── Data excerpts

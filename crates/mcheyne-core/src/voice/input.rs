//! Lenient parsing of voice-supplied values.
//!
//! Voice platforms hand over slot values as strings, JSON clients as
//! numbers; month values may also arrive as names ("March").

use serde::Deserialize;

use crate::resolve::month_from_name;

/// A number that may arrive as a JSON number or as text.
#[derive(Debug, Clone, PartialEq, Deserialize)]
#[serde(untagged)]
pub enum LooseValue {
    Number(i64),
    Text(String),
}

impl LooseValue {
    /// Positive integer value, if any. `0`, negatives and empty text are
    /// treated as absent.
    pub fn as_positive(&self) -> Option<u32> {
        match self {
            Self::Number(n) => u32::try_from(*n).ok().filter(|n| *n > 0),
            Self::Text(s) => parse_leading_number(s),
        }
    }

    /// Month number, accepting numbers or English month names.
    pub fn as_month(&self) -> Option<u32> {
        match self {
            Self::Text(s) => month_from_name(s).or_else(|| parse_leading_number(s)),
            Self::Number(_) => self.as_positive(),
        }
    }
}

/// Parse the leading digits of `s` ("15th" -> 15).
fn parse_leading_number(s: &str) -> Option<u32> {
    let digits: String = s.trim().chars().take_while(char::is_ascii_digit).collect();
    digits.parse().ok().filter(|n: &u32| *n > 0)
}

────
── Data excerpts

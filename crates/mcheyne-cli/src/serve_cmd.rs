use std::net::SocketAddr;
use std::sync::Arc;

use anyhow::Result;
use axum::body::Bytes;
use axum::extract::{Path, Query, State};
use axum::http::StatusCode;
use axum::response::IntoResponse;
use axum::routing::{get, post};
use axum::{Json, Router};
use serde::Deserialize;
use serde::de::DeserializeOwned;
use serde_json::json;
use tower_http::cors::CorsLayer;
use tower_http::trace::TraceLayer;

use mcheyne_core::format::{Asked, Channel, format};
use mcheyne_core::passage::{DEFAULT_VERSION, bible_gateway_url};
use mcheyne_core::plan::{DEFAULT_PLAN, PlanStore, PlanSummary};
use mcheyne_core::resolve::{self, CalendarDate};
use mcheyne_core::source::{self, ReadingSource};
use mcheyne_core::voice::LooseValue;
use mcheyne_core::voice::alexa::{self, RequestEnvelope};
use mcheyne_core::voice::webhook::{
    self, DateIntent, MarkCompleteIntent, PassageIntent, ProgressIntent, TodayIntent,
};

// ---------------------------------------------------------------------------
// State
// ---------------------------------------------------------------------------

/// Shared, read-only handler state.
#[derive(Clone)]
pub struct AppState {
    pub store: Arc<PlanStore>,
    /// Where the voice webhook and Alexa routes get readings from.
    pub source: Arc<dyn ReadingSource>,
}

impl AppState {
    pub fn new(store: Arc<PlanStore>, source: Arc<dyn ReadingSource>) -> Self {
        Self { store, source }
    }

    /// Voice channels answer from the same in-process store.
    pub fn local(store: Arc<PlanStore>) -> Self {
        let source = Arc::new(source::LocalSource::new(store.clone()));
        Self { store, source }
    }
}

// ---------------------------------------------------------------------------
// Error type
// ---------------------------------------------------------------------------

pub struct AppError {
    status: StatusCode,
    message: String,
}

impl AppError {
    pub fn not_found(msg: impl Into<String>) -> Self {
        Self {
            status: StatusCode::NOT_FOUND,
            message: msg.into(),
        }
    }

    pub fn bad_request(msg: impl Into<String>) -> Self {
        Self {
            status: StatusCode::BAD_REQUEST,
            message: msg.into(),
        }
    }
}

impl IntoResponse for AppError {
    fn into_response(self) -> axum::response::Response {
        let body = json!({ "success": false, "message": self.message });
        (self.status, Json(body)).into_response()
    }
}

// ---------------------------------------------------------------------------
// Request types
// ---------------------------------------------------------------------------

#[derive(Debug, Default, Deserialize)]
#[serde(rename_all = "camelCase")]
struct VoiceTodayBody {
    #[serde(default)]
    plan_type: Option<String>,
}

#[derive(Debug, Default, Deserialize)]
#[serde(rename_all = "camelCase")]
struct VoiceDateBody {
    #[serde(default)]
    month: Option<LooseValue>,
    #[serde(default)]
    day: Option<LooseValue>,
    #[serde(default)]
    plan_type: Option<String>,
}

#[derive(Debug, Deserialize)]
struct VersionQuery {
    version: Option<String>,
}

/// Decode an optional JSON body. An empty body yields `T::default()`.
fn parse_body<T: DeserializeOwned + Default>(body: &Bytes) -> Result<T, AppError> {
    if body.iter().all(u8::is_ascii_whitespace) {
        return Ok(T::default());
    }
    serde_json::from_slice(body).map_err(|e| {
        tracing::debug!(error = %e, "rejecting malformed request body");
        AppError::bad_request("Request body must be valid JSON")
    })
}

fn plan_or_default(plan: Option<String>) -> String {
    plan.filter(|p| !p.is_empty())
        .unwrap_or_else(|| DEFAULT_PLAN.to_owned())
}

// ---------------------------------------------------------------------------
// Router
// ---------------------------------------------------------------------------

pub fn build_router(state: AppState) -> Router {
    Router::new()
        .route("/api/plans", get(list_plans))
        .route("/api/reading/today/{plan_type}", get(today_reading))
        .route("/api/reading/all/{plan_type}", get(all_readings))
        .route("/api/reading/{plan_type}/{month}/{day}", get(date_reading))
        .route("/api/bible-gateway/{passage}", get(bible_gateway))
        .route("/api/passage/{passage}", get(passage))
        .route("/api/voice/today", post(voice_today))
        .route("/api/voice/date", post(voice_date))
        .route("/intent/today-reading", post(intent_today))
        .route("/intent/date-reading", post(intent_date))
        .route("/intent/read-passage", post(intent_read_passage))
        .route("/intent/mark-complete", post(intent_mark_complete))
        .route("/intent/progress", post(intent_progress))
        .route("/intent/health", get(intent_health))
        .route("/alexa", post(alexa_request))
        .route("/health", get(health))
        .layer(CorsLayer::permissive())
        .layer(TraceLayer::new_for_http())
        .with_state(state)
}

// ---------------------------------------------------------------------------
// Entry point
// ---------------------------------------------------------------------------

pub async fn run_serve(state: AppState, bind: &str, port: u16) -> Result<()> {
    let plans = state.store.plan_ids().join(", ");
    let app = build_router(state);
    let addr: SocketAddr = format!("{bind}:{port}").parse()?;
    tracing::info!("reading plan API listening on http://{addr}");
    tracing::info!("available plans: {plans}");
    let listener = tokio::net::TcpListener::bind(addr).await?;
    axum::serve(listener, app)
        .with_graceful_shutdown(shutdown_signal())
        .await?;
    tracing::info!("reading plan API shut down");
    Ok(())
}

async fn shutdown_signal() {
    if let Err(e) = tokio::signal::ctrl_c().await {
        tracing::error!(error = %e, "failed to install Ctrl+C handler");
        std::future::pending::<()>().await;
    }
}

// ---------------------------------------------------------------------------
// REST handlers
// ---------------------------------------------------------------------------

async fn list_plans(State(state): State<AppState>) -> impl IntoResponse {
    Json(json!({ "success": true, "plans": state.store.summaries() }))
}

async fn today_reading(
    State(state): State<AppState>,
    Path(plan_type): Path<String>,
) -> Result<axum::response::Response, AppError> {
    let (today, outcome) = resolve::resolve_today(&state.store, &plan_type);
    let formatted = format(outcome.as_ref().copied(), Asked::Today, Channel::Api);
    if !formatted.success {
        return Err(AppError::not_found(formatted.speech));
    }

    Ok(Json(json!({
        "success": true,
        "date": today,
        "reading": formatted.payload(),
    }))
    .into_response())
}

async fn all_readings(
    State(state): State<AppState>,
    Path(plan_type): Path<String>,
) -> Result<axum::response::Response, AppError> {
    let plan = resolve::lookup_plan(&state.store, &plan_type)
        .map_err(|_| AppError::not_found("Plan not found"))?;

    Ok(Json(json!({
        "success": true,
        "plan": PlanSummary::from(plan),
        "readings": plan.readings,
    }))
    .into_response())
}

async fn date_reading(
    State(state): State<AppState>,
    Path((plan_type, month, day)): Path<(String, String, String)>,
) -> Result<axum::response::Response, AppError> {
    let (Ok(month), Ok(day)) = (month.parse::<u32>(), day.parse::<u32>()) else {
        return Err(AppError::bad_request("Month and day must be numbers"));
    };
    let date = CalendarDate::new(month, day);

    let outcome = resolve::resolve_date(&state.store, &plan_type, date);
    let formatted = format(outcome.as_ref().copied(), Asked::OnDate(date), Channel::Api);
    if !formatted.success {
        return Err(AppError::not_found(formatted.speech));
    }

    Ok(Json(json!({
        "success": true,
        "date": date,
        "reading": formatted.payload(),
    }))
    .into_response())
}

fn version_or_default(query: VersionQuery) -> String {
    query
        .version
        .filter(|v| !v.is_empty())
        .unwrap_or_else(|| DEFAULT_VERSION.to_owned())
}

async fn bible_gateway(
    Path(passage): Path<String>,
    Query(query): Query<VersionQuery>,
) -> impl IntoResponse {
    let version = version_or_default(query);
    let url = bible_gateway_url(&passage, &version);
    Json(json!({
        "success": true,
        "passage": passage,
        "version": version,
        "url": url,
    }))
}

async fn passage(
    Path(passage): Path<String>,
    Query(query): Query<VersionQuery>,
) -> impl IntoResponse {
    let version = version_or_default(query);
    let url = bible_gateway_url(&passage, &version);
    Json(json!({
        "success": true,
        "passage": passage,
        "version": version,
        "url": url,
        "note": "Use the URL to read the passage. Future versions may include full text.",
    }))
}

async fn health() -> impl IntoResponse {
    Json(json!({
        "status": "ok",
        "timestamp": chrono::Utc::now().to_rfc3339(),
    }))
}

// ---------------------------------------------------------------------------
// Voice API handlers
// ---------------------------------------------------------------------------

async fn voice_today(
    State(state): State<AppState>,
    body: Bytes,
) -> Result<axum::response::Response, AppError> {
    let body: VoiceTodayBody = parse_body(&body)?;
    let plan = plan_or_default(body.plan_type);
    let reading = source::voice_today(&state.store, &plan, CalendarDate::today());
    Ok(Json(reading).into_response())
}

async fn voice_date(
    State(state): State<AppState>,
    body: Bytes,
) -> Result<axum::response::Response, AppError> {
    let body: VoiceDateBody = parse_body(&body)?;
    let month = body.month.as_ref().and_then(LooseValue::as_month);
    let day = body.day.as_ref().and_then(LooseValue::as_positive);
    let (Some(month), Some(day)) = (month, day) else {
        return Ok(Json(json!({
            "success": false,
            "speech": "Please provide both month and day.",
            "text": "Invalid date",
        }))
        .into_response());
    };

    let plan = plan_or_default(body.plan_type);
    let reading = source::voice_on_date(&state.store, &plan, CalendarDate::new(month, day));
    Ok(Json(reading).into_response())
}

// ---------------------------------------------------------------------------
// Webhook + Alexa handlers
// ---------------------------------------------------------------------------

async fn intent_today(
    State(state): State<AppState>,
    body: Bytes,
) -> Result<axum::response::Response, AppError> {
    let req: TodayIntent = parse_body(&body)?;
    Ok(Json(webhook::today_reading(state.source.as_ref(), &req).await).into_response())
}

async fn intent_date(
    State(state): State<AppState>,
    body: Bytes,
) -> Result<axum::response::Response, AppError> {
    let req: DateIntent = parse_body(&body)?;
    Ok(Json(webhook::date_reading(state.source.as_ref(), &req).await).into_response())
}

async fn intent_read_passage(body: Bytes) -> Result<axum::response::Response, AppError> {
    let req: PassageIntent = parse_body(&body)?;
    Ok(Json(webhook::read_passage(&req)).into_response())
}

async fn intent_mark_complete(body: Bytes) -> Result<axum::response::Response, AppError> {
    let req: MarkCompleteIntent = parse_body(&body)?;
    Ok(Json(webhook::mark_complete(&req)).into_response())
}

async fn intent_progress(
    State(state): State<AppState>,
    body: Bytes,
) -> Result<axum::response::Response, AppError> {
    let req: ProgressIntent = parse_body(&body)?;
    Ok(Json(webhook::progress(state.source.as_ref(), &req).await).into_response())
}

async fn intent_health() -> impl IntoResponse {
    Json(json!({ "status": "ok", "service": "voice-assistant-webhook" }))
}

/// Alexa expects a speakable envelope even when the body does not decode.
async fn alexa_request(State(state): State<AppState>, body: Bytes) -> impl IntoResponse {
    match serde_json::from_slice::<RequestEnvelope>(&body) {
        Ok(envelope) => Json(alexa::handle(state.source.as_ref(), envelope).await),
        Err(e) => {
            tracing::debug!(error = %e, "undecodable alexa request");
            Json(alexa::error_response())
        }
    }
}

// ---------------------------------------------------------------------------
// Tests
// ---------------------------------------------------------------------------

────
── Data excerpts

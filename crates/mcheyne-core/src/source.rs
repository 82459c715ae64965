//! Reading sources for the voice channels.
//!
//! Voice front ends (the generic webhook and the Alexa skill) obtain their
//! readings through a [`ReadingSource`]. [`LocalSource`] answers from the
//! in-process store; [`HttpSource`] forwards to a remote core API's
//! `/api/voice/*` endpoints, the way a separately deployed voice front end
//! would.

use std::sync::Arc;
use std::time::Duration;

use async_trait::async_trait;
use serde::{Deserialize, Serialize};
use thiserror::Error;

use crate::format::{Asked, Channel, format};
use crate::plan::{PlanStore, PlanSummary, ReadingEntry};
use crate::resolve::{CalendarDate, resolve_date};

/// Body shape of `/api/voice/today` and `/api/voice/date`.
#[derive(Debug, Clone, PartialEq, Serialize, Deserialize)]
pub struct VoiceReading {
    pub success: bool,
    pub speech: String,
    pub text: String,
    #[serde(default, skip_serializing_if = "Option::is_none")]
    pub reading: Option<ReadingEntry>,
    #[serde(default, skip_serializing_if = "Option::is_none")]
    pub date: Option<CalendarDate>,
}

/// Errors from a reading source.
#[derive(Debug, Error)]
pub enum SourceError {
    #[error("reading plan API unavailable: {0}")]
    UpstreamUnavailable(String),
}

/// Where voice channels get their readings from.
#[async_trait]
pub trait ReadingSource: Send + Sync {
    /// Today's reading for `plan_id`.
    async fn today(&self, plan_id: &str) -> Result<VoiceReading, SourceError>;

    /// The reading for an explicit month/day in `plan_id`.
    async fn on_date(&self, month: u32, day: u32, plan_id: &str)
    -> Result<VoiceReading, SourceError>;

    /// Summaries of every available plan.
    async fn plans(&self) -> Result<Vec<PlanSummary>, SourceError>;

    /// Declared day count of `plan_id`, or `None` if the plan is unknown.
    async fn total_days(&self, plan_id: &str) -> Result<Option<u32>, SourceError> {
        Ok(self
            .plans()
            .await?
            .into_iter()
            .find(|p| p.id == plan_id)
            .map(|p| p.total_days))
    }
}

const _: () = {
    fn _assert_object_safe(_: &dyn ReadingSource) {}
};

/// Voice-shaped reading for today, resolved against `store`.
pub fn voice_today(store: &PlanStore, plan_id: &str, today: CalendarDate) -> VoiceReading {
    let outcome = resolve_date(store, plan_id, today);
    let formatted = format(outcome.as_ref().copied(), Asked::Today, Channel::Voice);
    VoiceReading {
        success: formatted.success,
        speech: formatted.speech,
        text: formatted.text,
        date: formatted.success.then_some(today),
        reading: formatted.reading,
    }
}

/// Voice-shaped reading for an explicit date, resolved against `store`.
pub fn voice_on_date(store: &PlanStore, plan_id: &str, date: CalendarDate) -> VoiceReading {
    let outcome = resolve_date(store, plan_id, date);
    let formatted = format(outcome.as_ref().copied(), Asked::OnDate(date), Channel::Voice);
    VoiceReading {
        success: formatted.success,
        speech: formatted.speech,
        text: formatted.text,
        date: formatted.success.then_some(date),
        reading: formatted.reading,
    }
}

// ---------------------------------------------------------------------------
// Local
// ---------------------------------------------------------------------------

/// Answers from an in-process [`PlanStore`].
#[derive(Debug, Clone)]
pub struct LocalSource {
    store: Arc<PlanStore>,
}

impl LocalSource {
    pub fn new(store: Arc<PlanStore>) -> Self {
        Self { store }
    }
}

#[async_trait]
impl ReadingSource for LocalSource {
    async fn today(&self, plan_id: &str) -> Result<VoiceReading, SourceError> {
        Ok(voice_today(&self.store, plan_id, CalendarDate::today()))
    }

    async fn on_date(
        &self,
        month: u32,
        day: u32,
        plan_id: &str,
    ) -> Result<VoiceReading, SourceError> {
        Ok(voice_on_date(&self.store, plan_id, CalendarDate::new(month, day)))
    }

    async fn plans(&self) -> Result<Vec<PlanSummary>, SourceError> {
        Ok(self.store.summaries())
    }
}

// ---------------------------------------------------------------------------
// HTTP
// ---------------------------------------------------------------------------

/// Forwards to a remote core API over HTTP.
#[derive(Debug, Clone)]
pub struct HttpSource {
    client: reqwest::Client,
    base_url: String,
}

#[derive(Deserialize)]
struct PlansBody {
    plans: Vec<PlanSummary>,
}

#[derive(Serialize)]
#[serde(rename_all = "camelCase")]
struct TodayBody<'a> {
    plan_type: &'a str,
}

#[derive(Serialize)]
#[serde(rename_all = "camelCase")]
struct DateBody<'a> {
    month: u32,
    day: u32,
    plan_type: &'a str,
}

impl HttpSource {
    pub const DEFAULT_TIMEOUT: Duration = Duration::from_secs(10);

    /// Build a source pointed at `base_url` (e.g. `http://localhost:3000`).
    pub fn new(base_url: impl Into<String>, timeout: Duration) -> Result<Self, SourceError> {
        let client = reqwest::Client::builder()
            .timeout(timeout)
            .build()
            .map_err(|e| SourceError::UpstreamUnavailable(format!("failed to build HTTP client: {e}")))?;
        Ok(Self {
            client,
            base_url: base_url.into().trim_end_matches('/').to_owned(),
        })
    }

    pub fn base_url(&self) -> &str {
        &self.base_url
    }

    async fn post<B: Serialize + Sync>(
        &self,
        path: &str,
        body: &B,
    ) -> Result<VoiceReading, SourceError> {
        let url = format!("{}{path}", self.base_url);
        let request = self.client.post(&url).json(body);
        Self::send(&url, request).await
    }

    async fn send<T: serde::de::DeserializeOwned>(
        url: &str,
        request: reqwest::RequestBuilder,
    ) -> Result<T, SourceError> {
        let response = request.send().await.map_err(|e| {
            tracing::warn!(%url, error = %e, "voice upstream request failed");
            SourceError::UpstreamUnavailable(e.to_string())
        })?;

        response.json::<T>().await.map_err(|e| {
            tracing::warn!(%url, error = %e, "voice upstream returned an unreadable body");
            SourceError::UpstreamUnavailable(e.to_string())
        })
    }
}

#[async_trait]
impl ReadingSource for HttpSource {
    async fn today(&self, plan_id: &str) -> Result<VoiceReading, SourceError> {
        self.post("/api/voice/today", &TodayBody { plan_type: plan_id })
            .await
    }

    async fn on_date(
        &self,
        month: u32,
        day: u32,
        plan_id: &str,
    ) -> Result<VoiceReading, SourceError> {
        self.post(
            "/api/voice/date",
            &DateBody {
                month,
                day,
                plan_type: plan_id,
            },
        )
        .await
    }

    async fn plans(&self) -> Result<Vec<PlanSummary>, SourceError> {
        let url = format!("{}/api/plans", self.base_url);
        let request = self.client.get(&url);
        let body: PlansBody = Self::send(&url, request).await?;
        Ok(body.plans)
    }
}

────

- Work instruction -
Out of the listing above, reproduce exactly the lines from the one with "of voice-supplied values." up to and including the one with "Self::Number(n) => u32::try_from(*n).ok().filter(|n|".

- Exercise response -
//! Lenient parsing of voice-supplied values.
//!
//! Voice platforms hand over slot values as strings, JSON clients as
//! numbers; month values may also arrive as names ("March").

use serde::Deserialize;

use crate::resolve::month_from_name;

/// A number that may arrive as a JSON number or as text.
#[derive(Debug, Clone, PartialEq, Deserialize)]
#[serde(untagged)]
pub enum LooseValue {
    Number(i64),
    Text(String),
}

impl LooseValue {
    /// Positive integer value, if any. `0`, negatives and empty text are
    /// treated as absent.
    pub fn as_positive(&self) -> Option<u32> {
        match self {
            Self::Number(n) => u32::try_from(*n).ok().filter(|n| *n > 0),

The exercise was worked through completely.